What to produce >> Reproduce the listing verbatim through the line with "a shell would".

======== Provided entries ========

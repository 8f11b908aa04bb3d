use serde::{Deserialize, Serialize};
use std::path::PathBuf;

/// Ansible helper configuration
#[derive(Debug, Clone, Default, Serialize, Deserialize)]
pub struct HelperConfig {
    /// Global configuration
    #[serde(default)]
    pub global: GlobalConfig,
}

/// Global configuration settings
#[derive(Debug, Clone, Serialize, Deserialize)]
pub struct GlobalConfig {
    /// Default log level
    #[serde(default = "default_log_level")]
    pub log_level: String,
    /// Command used to run playbooks, split like a shell would
    #[serde(default = "default_playbook_command")]
    pub playbook_command: String,
    /// Saved session directory, overridden by `helper_data_directory`
    #[serde(default)]
    pub session_dir: Option<PathBuf>,
}

fn default_log_level() -> String {
    "warn".to_string()
}

fn default_playbook_command() -> String {
    "ansible-playbook".to_string()
}

impl Default for GlobalConfig {
    fn default() -> Self {
        Self {
            log_level: default_log_level(),
            playbook_command: default_playbook_command(),
            session_dir: None,
        }
    }
}
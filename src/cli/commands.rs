use crate::cli::args::{parse_from, Mode, ParsedArgs};
use crate::cli::output::{ConsoleWriter, OutputWriter};
use crate::core::command::{assemble, extract_facts, EngineSettings};
use crate::core::overrides::{OverrideSource, OverrideStore};
use crate::core::prompt::{capture_secret, Prompter, TerminalPrompter};
use crate::core::registry::ParameterRegistry;
use crate::core::session::{SavedSession, SessionStore};
use crate::domain::error::{HelperError, HelperResult};
use crate::infrastructure::ansible_cfg::find_vault_password_file;
use crate::infrastructure::config::{playbook_command, ConfigManager};
use crate::infrastructure::logging::init_logging;
use crate::infrastructure::runner::{PlaybookRunner, ProcessRunner};
use std::ffi::OsString;
use std::path::{Path, PathBuf};
use tracing::debug;

/// Derived override holding the password from `--ask`
pub const ASK_PASSWORD_VAR: &str = "ask_password";
/// Derived override holding the `--passvar` name
pub const PASSWORD_VAR: &str = "password_var";

/// Everything a run needs from outside the command line
pub struct HelperContext<'a> {
    pub sessions: SessionStore,
    pub command: Vec<String>,
    /// Looked up only when a playbook is about to run
    pub vault_password_lookup: fn() -> HelperResult<Option<PathBuf>>,
    pub prompter: &'a mut dyn Prompter,
    pub runner: &'a mut dyn PlaybookRunner,
}

/// Entry point used by the binary: load configuration, then execute.
pub fn run(argv: Vec<OsString>) -> HelperResult<i32> {
    let config_manager = ConfigManager::new();
    let config = config_manager.load_config()?;
    init_logging(&config.global.log_level)?;

    let mut prompter = TerminalPrompter;
    let mut runner = ProcessRunner;
    let mut context = HelperContext {
        sessions: SessionStore::new(config_manager.session_dir(&config.global)?),
        command: playbook_command(&config.global)?,
        vault_password_lookup: find_vault_password_file,
        prompter: &mut prompter,
        runner: &mut runner,
    };

    execute(argv, &mut context)
}

/// Parse `argv` against the playbook's declared parameters and carry out the
/// requested mode. Returns the process exit code.
pub fn execute<I, T>(argv: I, context: &mut HelperContext<'_>) -> HelperResult<i32>
where
    I: IntoIterator<Item = T>,
    T: Into<OsString>,
{
    let argv: Vec<OsString> = argv.into_iter().map(Into::into).collect();

    let Some(playbook) = leading_playbook(&argv) else {
        parse_from(&ParameterRegistry::builtin(), argv)?;
        return Err(HelperError::Usage(
            "Playbook should be the first argument".to_string(),
        ));
    };

    let registry = ParameterRegistry::from_playbook(&playbook)?;
    let parsed = parse_from(&registry, argv)?;
    let writer = ConsoleWriter::new(parsed.args.output.clone());
    let playbook_name = playbook_base_name(&parsed.args.playbook)?;

    match parsed.args.mode() {
        Mode::Print => {
            writer.write_parameters(registry.declarations())?;
            Ok(0)
        }
        Mode::List => {
            let sessions: Vec<SavedSession> = context
                .sessions
                .list(&playbook_name)?
                .collect::<HelperResult<_>>()?;
            writer.write_sessions(&sessions)?;
            Ok(0)
        }
        Mode::Save(key) => {
            context.sessions.save(
                &key,
                &playbook_name,
                &registry.variable_names(),
                &mut *context.prompter,
            )?;
            Ok(0)
        }
        Mode::Run => run_playbook(&parsed, &registry, &playbook_name, context, &writer),
    }
}

/// Build the override store in precedence order: saved session, command line,
/// then derived values.
pub fn build_overrides(
    parsed: &ParsedArgs,
    playbook_name: &str,
    context: &mut HelperContext<'_>,
) -> HelperResult<OverrideStore> {
    let args = &parsed.args;
    let mut overrides = OverrideStore::new();

    if let Some(key) = &args.read {
        if let Some(record) = context.sessions.load(key, playbook_name)? {
            overrides.extend(&record.options, OverrideSource::Session);
        }
    }

    overrides.extend(parsed.overrides.iter().cloned(), OverrideSource::CommandLine);

    if args.ask {
        let secret = capture_secret(&mut *context.prompter)?;
        overrides.insert(ASK_PASSWORD_VAR, &secret, OverrideSource::Derived);
    }

    if let Some(name) = &args.passvar {
        overrides.insert(PASSWORD_VAR, name, OverrideSource::Derived);
    }

    debug!("Override store has {} entries", overrides.len());
    Ok(overrides)
}

fn run_playbook(
    parsed: &ParsedArgs,
    registry: &ParameterRegistry,
    playbook_name: &str,
    context: &mut HelperContext<'_>,
    writer: &dyn OutputWriter,
) -> HelperResult<i32> {
    let overrides = build_overrides(parsed, playbook_name, context)?;
    let options = parsed.args.run_options();
    let settings = EngineSettings::new(context.command.clone(), registry.metadata())
        .with_vault_password_file((context.vault_password_lookup)()?);

    let invocation = assemble(&parsed.args.playbook, &overrides, &options, &settings)?;
    if options.debug && !options.ask {
        writer.write_message(&invocation.render())?;
    }

    if !invocation.capture {
        return context.runner.run(&invocation);
    }

    let fact = options.fact.as_deref().unwrap_or_default();
    let captured = context.runner.capture(&invocation)?;
    let facts = extract_facts(&captured.stdout, fact).map_err(|e| {
        if captured.exit_code != 0 {
            HelperError::Process(format!(
                "{} exited with status {}",
                invocation.program, captured.exit_code
            ))
        } else {
            e
        }
    })?;
    writer.write_facts(&facts)?;
    Ok(captured.exit_code)
}

fn leading_playbook(argv: &[OsString]) -> Option<PathBuf> {
    let first = argv.get(1)?;
    if first.to_string_lossy().starts_with('-') {
        return None;
    }
    Some(PathBuf::from(first))
}

fn playbook_base_name(playbook: &Path) -> HelperResult<String> {
    playbook
        .file_name()
        .map(|name| name.to_string_lossy().into_owned())
        .ok_or_else(|| {
            HelperError::Usage(format!("{} is not a playbook file", playbook.display()))
        })
}

#[cfg(test)]
mod tests {
    use super::*;

    #[test]
    fn test_leading_playbook() {
        let argv: Vec<OsString> = ["ansible-helper", "deploy/site.yaml", "-c"]
            .iter()
            .map(OsString::from)
            .collect();
        assert_eq!(leading_playbook(&argv), Some(PathBuf::from("deploy/site.yaml")));

        let argv: Vec<OsString> = ["ansible-helper", "-c", "site.yaml"]
            .iter()
            .map(OsString::from)
            .collect();
        assert_eq!(leading_playbook(&argv), None);
        assert_eq!(leading_playbook(&argv[..1]), None);
    }

    #[test]
    fn test_playbook_base_name() {
        assert_eq!(
            playbook_base_name(Path::new("deploy/site.yaml")).unwrap(),
            "site.yaml"
        );
        assert!(playbook_base_name(Path::new("..")).is_err());
    }
}
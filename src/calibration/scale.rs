// src/calibration/scale.rs
//
// Calibration captured on the original frame, processing done on a resized
// one: every pixel-space quantity follows the frame by `scale_factor`
// (new_width / original_width, same on both axes). Physical quantities and
// the synthetic projection rectangle are left alone.

use super::model::{CalibrationModel, Zone};
use tracing::{info, warn};

/// Pure rescale; returns a new model of the same variant.
pub fn rescale(model: &CalibrationModel, scale_factor: f64) -> CalibrationModel {
    if scale_factor == 1.0 {
        return model.clone();
    }
    if !scale_factor.is_finite() || scale_factor <= 0.0 {
        warn!(
            "Ignoring invalid calibration scale factor {}, keeping original calibration",
            scale_factor
        );
        return model.clone();
    }

    let scaled = match model {
        CalibrationModel::Uncalibrated => CalibrationModel::Uncalibrated,
        CalibrationModel::ZoneBased { zones } => CalibrationModel::ZoneBased {
            zones: zones
                .iter()
                .map(|z| Zone {
                    name: z.name.clone(),
                    y_min: z.y_min * scale_factor,
                    y_max: z.y_max * scale_factor,
                    pixels_per_meter: z.pixels_per_meter * scale_factor,
                })
                .collect(),
        },
        CalibrationModel::FourPoint {
            quad,
            reference_distance_m,
            target_width,
            target_height,
        } => CalibrationModel::FourPoint {
            quad: quad.map(|p| p.scaled(scale_factor)),
            reference_distance_m: *reference_distance_m,
            target_width: *target_width,
            target_height: *target_height,
        },
        CalibrationModel::FlatFallback { pixels_per_meter } => CalibrationModel::FlatFallback {
            pixels_per_meter: pixels_per_meter * scale_factor,
        },
    };

    info!(
        "Scaled {} calibration for resized frame (scale={:.2})",
        model.mode_name(),
        scale_factor
    );
    scaled
}

impl CalibrationModel {
    pub fn rescaled(&self, scale_factor: f64) -> CalibrationModel {
        rescale(self, scale_factor)
    }
}

#[cfg(test)]
mod tests {
    use super::*;
    use crate::types::Point;

    fn zones() -> CalibrationModel {
        CalibrationModel::zone_based(vec![
            Zone::new("far", 120.0, 360.0, 12.0).unwrap(),
            Zone::new("near", 600.0, 1080.0, 48.0).unwrap(),
        ])
    }

    #[test]
    fn test_identity_at_one() {
        assert_eq!(rescale(&zones(), 1.0), zones());
    }

    #[test]
    fn test_zone_round_trip_restores_values() {
        let original = zones();
        for factor in [0.5, 1.0 / 3.0, 0.6667, 2.0] {
            let restored = rescale(&rescale(&original, factor), 1.0 / factor);
            match (&original, &restored) {
                (CalibrationModel::ZoneBased { zones: a }, CalibrationModel::ZoneBased { zones: b }) => {
                    for (za, zb) in a.iter().zip(b) {
                        assert!((za.y_min - zb.y_min).abs() < 1e-9);
                        assert!((za.y_max - zb.y_max).abs() < 1e-9);
                        assert!((za.pixels_per_meter - zb.pixels_per_meter).abs() < 1e-9);
                        assert_eq!(za.name, zb.name);
                    }
                }
                _ => panic!("variant changed"),
            }
        }
    }

    #[test]
    fn test_four_point_scales_quad_only() {
        let model = CalibrationModel::four_point(
            [
                Point::new(400.0, 200.0),
                Point::new(800.0, 200.0),
                Point::new(1000.0, 900.0),
                Point::new(200.0, 900.0),
            ],
            30.0,
            25,
            None,
        )
        .unwrap();
        match rescale(&model, 0.5) {
            CalibrationModel::FourPoint {
                quad,
                reference_distance_m,
                target_width,
                target_height,
            } => {
                assert_eq!(quad[0], Point::new(200.0, 100.0));
                assert_eq!(quad[2], Point::new(500.0, 450.0));
                assert_eq!(reference_distance_m, 30.0);
                assert_eq!(target_width, 25);
                assert_eq!(target_height, 300);
            }
            other => panic!("expected four point, got {:?}", other),
        }
    }

    #[test]
    fn test_flat_and_invalid_factor() {
        let flat = CalibrationModel::flat(25.0).unwrap();
        assert_eq!(
            rescale(&flat, 0.5),
            CalibrationModel::FlatFallback { pixels_per_meter: 12.5 }
        );
        assert_eq!(rescale(&flat, 0.0), flat);
        assert_eq!(rescale(&flat, f64::NAN), flat);
        assert_eq!(rescale(&CalibrationModel::Uncalibrated, 0.5), CalibrationModel::Uncalibrated);
    }
}
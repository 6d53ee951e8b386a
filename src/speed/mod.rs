// src/speed/mod.rs

pub mod estimator;
pub mod homography;

pub use estimator::{
    run_calibration, FlatEstimator, FourPointEstimator, SpeedEstimator, ZoneEstimator,
};
pub use homography::Homography;
// src/speed/homography.rs
//
// Planar projective transform from four point correspondences.
// Solved as the usual 8-unknown linear system with h33 fixed to 1.

use crate::calibration::region::is_valid_quad;
use crate::types::Point;
use nalgebra::{Matrix3, SMatrix, SVector, Vector3};

/// Below this |w| a projected point is at (or near) the line at infinity
const MIN_HOMOGENEOUS_W: f64 = 1e-12;

#[derive(Debug, Clone, PartialEq)]
pub struct Homography {
    matrix: Matrix3<f64>,
}

impl Homography {
    /// Transform mapping `src[i]` onto `dst[i]`. `None` when the system is singular.
    pub fn from_correspondences(src: &[Point; 4], dst: &[Point; 4]) -> Option<Self> {
        if !is_valid_quad(src) || !is_valid_quad(dst) {
            return None;
        }

        let mut a = SMatrix::<f64, 8, 8>::zeros();
        let mut b = SVector::<f64, 8>::zeros();

        for (i, (s, d)) in src.iter().zip(dst.iter()).enumerate() {
            let r = 2 * i;
            a[(r, 0)] = s.x;
            a[(r, 1)] = s.y;
            a[(r, 2)] = 1.0;
            a[(r, 6)] = -d.x * s.x;
            a[(r, 7)] = -d.x * s.y;
            b[r] = d.x;

            a[(r + 1, 3)] = s.x;
            a[(r + 1, 4)] = s.y;
            a[(r + 1, 5)] = 1.0;
            a[(r + 1, 6)] = -d.y * s.x;
            a[(r + 1, 7)] = -d.y * s.y;
            b[r + 1] = d.y;
        }

        let h = a.lu().solve(&b)?;
        if h.iter().any(|v| !v.is_finite()) {
            return None;
        }

        let matrix = Matrix3::new(h[0], h[1], h[2], h[3], h[4], h[5], h[6], h[7], 1.0);
        if matrix.determinant().abs() < f64::EPSILON {
            return None;
        }
        Some(Self { matrix })
    }

    /// Map `src` onto the rectangle `[0, width-1] x [0, height-1]`
    /// (corners in order top-left, top-right, bottom-right, bottom-left).
    pub fn onto_rectangle(src: &[Point; 4], width: u32, height: u32) -> Option<Self> {
        if width == 0 || height == 0 {
            return None;
        }
        let w = (width - 1) as f64;
        let h = (height - 1) as f64;
        let dst = [
            Point::new(0.0, 0.0),
            Point::new(w, 0.0),
            Point::new(w, h),
            Point::new(0.0, h),
        ];
        Self::from_correspondences(src, &dst)
    }

    pub fn project(&self, p: &Point) -> Option<Point> {
        let v = self.matrix * Vector3::new(p.x, p.y, 1.0);
        if !v.z.is_finite() || v.z.abs() < MIN_HOMOGENEOUS_W {
            return None;
        }
        let out = Point::new(v.x / v.z, v.y / v.z);
        if out.x.is_finite() && out.y.is_finite() {
            Some(out)
        } else {
            None
        }
    }
}
// src/calibration/region.rs
//
// The four-point quad doubles as the area where speeds are trustworthy.
// Anchors outside it are dropped before they reach a trajectory.

use super::model::CalibrationModel;
use crate::types::Point;

/// Minimum |cross product| (px²) for three quad corners to count as non-collinear
const MIN_CORNER_AREA: f64 = 1e-6;

/// Twice the signed area of triangle (a, b, c)
fn cross(a: &Point, b: &Point, c: &Point) -> f64 {
    (b.x - a.x) * (c.y - a.y) - (b.y - a.y) * (c.x - a.x)
}

/// Shoelace area, sign follows winding order
pub fn signed_area(vertices: &[Point]) -> f64 {
    if vertices.len() < 3 {
        return 0.0;
    }
    let mut sum = 0.0;
    for (i, a) in vertices.iter().enumerate() {
        let b = &vertices[(i + 1) % vertices.len()];
        sum += a.x * b.y - b.x * a.y;
    }
    sum * 0.5
}

/// A quad is usable when all coordinates are finite and no three corners are collinear.
pub fn is_valid_quad(quad: &[Point; 4]) -> bool {
    if quad.iter().any(|p| !p.x.is_finite() || !p.y.is_finite()) {
        return false;
    }
    (0..4).all(|i| {
        let a = &quad[i];
        let b = &quad[(i + 1) % 4];
        let c = &quad[(i + 2) % 4];
        cross(a, b, c).abs() > MIN_CORNER_AREA
    })
}

#[derive(Debug, Clone, PartialEq)]
pub struct CalibratedRegion {
    vertices: Vec<Point>,
}

impl CalibratedRegion {
    pub fn new(vertices: Vec<Point>) -> Option<Self> {
        if vertices.len() < 3 || signed_area(&vertices).abs() <= MIN_CORNER_AREA {
            return None;
        }
        Some(Self { vertices })
    }

    /// Region of a four-point calibration; other modes have none.
    pub fn from_model(model: &CalibrationModel) -> Option<Self> {
        match model {
            CalibrationModel::FourPoint { quad, .. } => Self::new(quad.to_vec()),
            _ => None,
        }
    }

    pub fn vertices(&self) -> &[Point] {
        &self.vertices
    }

    /// Point-in-polygon (even-odd rule); points on an edge count as inside.
    pub fn contains(&self, p: &Point) -> bool {
        let n = self.vertices.len();
        let mut inside = false;
        let mut j = n - 1;
        for i in 0..n {
            let a = &self.vertices[i];
            let b = &self.vertices[j];

            if on_segment(a, b, p) {
                return true;
            }

            if (a.y > p.y) != (b.y > p.y) {
                let x_cross = (b.x - a.x) * (p.y - a.y) / (b.y - a.y) + a.x;
                if p.x < x_cross {
                    inside = !inside;
                }
            }
            j = i;
        }
        inside
    }
}

fn on_segment(a: &Point, b: &Point, p: &Point) -> bool {
    if cross(a, b, p).abs() > 1e-9 {
        return false;
    }
    p.x >= a.x.min(b.x) && p.x <= a.x.max(b.x) && p.y >= a.y.min(b.y) && p.y <= a.y.max(b.y)
}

========

Output of the task >>
repository 8f11b908aa04bb3d
use serde::{Deserialize, Serialize};
use std::path::PathBuf;

/// Ansible helper configuration
#[derive(Debug, Clone, Default, Serialize, Deserialize)]
pub struct HelperConfig {
    /// Global configuration
    #[serde(default)]
    pub global: GlobalConfig,
}

/// Global configuration settings
#[derive(Debug, Clone, Serialize, Deserialize)]
pub struct GlobalConfig {
    /// Default log level
    #[serde(default = "default_log_level")]
    pub log_level: String,
    /// Command used to run playbooks, split like a shell would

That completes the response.